Increase DEFAULT_VALUE_PRUNER_IN_PREDICATE_THRESHOLD or derive the value with some simple policy

For IN predicate, ColumnValueSegmentPruner prune segments based on:

Column min/max value
Column bloom filter

However, we will skip pruning when there are too many values in the IN predicate, currently we skip pruning when IN predicates has more than 10 items: https://github.com/apache/pinot/blob/12edbdb1e521e0d9ee35a2d6ef2fed172e5beaa1/pinot-spi/src/main/java/org/apache/pinot/spi/utils/CommonConstants.java#L287

The value 10 here is quite empirical. IIUC, the rationale is: default FPP (false positive probability) of Bloom Filter is 0.05:https://github.com/apache/pinot/blob/7e9ca6a5a4afe0d4e283ac1307c45430e474cbf2/pinot-spi/src/main/java/org/apache/pinot/spi/config/table/BloomFilterConfig.java#L28

Which means even if a segments does not contains a given value, BloomFilter will has a 5% probability falsely answering that the segment contains the value.

1 - 95% ^ 10 = 0.4

So, if IN predicate has 10 values, even if a segment doe NOT contains any one of the 10 values, BloomFilter will has a 40% probability falsely answering that the segment can NOT be pruned. Let's say we have a query set:

all the queries are IN predicate queries
all the IN predicate has 10 values

Say we have a table, the table does not contains any one of the 10 values of the IN predicate:

If the table only has 1 segment, the segment does not contains any one of the 10 values. BloomFilter will has a 40% probability falsely answering that the segment can NOT be pruned ---> We can see around 60% of our query super fast (as the segment get pruned), and the other 40% query very slow (need load the segment into memory and do a full scanning)
If the table has 2 segments, then for each segments BloomFilter will has a 40% probability falsely answering that the segment can NOT be pruned ---> we will only get 1 segments pruned --> it does not help too much in terms of decreasing query latency.
If the table has more than 2 segments, it's very likely that at least 1 segments can not be pruned --> consulting BloomFilter does not help too much in terms of reducing query latency.
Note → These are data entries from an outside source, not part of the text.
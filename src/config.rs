//! Sync configuration.
//!
//! Loaded from `~/.config/tillsync/config.toml` when present, with
//! environment-variable overrides so a terminal can be provisioned
//! without writing files:
//!
//! - `TILLSYNC_REMOTE_URL`: PostgREST project URL
//! - `TILLSYNC_API_KEY`: service/API key
//! - `TILLSYNC_DB_PATH`: path to the local SQLite database
//!
//! Missing credentials are not an error at load time: the engine treats
//! an unconfigured remote as the "sync disabled" state and reports it
//! through the cycle outcome instead of failing at startup.

use anyhow::{Context, Result};
use serde::{Deserialize, Serialize};
use std::path::{Path, PathBuf};

/// Default interval for `tillsync watch`.
pub const DEFAULT_WATCH_INTERVAL_SECS: u64 = 60;

#[derive(Debug, Clone, Default, Serialize, Deserialize)]
pub struct SyncConfig {
    /// PostgREST project URL (e.g. https://xxxx.supabase.co).
    #[serde(default)]
    pub remote_url: Option<String>,
    /// API key sent as `apikey` + bearer token.
    #[serde(default)]
    pub api_key: Option<String>,
    /// Path to the local SQLite database.
    #[serde(default)]
    pub db_path: Option<PathBuf>,
    /// Seconds between cycles in watch mode.
    #[serde(default = "default_watch_interval")]
    pub watch_interval_secs: u64,
}

fn default_watch_interval() -> u64 {
    DEFAULT_WATCH_INTERVAL_SECS
}

impl SyncConfig {
    /// Load the config file (if any) and apply environment overrides.
    pub fn load() -> Result<Self> {
        let mut config = match Self::config_path() {
            Some(path) if path.exists() => Self::from_file(&path)?,
            _ => Self {
                watch_interval_secs: DEFAULT_WATCH_INTERVAL_SECS,
                ..Self::default()
            },
        };
        config.apply_env();
        Ok(config)
    }

    /// Parse a specific TOML config file.
    pub fn from_file(path: &Path) -> Result<Self> {
        let text = std::fs::read_to_string(path)
            .with_context(|| format!("Failed to read config: {}", path.display()))?;
        toml::from_str(&text)
            .with_context(|| format!("Failed to parse config: {}", path.display()))
    }

    /// Environment variables win over the file.
    pub fn apply_env(&mut self) {
        if let Ok(url) = std::env::var("TILLSYNC_REMOTE_URL") {
            if !url.is_empty() {
                self.remote_url = Some(url);
            }
        }
        if let Ok(key) = std::env::var("TILLSYNC_API_KEY") {
            if !key.is_empty() {
                self.api_key = Some(key);
            }
        }
        if let Ok(path) = std::env::var("TILLSYNC_DB_PATH") {
            if !path.is_empty() {
                self.db_path = Some(PathBuf::from(path));
            }
        }
    }

    /// Whether the remote side is usable at all.
    pub fn is_configured(&self) -> bool {
        matches!(&self.remote_url, Some(u) if !u.is_empty())
            && matches!(&self.api_key, Some(k) if !k.is_empty())
    }

    /// Resolved database path (defaults next to the config dir).
    pub fn database_path(&self) -> PathBuf {
        if let Some(path) = &self.db_path {
            return path.clone();
        }
        directories::ProjectDirs::from("", "", "tillsync")
            .map(|dirs| dirs.data_dir().join("till.db"))
            .unwrap_or_else(|| PathBuf::from("till.db"))
    }

    fn config_path() -> Option<PathBuf> {
        directories::ProjectDirs::from("", "", "tillsync")
            .map(|dirs| dirs.config_dir().join("config.toml"))
    }
}

// ── Tests ───────────────────────────────────────────────────────
//! Loosely-typed row documents.
//!
//! The engine treats every synced table polymorphically: a row is a JSON
//! object keyed by column name. Typed accessors exist only where a
//! table-specific normalization hook needs them; the generic push/pull
//! paths never deserialize into per-table structs.

use serde::{Deserialize, Serialize};
use serde_json::{Map, Value};

/// A single row as an opaque column → value document.
#[derive(Debug, Clone, Default, PartialEq, Serialize, Deserialize)]
#[serde(transparent)]
pub struct Document(pub Map<String, Value>);

impl Document {
    pub fn new() -> Self {
        Self(Map::new())
    }

    /// Parse from a JSON object value. Non-object values are rejected.
    pub fn from_value(value: Value) -> Result<Self, serde_json::Error> {
        serde_json::from_value(value)
    }

    pub fn get(&self, key: &str) -> Option<&Value> {
        self.0.get(key)
    }

    /// String accessor; `null` and missing both read as `None`.
    pub fn get_str(&self, key: &str) -> Option<&str> {
        self.0.get(key).and_then(Value::as_str)
    }

    pub fn get_i64(&self, key: &str) -> Option<i64> {
        self.0.get(key).and_then(Value::as_i64)
    }

    /// The row's primary key. Every synced table keys on `id`.
    pub fn id(&self) -> Option<&str> {
        self.get_str("id")
    }

    /// The incremental-pull cursor column.
    pub fn updated_at_iso(&self) -> Option<&str> {
        self.get_str("updated_at_iso")
    }

    /// A row with `deleted_at` present (and non-null) is a tombstone.
    pub fn is_tombstone(&self) -> bool {
        matches!(self.0.get("deleted_at"), Some(v) if !v.is_null())
    }

    pub fn set(&mut self, key: &str, value: Value) {
        self.0.insert(key.to_string(), value);
    }

    pub fn remove(&mut self, key: &str) -> Option<Value> {
        self.0.remove(key)
    }

    pub fn contains_key(&self, key: &str) -> bool {
        self.0.contains_key(key)
    }

    /// Whether `key` is absent or explicitly `null`.
    pub fn is_missing_or_null(&self, key: &str) -> bool {
        match self.0.get(key) {
            None => true,
            Some(v) => v.is_null(),
        }
    }

    pub fn keys(&self) -> impl Iterator<Item = &String> {
        self.0.keys()
    }

    pub fn iter(&self) -> impl Iterator<Item = (&String, &Value)> {
        self.0.iter()
    }

    pub fn into_value(self) -> Value {
        Value::Object(self.0)
    }
}

impl From<Map<String, Value>> for Document {
    fn from(map: Map<String, Value>) -> Self {
        Self(map)
    }
}

// ── Tests ───────────────────────────────────────────────────────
I think that's the reason why BloomFilter does not help too much (in terms of decreasing query latency) when IN predicate has more than 10 values.

But if we look at this problem from system resource usage point of view, a pinot segments is usually 100MB to 500MB, loading a segment form disk to memory and do a full segment scanning is much much more expensive than consulting BloomFilter (thousands, even ten thousands times more expensive IMO).

For example: If we assume loading a segment form disk to memory and do a full segment scanning is 100 times expensive than consulting BloomFilter, we should set DEFAULT_VALUE_PRUNER_IN_PREDICATE_THRESHOLD as 90 ( 1 - 95% ^ 90 = 0.99). Let me elaborate:

Say consulting BloomFilter 90 times takes 1K CPU cycles, and 1KB memory
Say loading a segment form disk to memory and do a full segment scanning need 100K CPU cycles, and 100KB memory. (100 times expensive than consulting BloomFilter)
Say we have 100 queries, each queries has IN predicate with 90 values. The table only has 1 segment and it does not contains any one of the 90 values at all.
If we enable BloomFilter pruning. We are able to prune the segment for only 1 query, for the other 99 queries, we are unable to prune. Total resource usage to executing the query set: 1K + 99 1K + 99 100K = 10M CPU cycles and 10MB memory
If we disable BloomFilter pruning, total resource usage to executing the query set: 100 * 100K = 10M CPU cycles and 10MB memory
If IN predicate has more than 90 values, enabling BloomFilter pruning will use more resource;

In conclusion, increasing DEFAULT_VALUE_PRUNER_IN_PREDICATE_THRESHOLD more than 10 does not help too much in terms of reducing query latency, but will be very helpful to decrease overall system resource usage.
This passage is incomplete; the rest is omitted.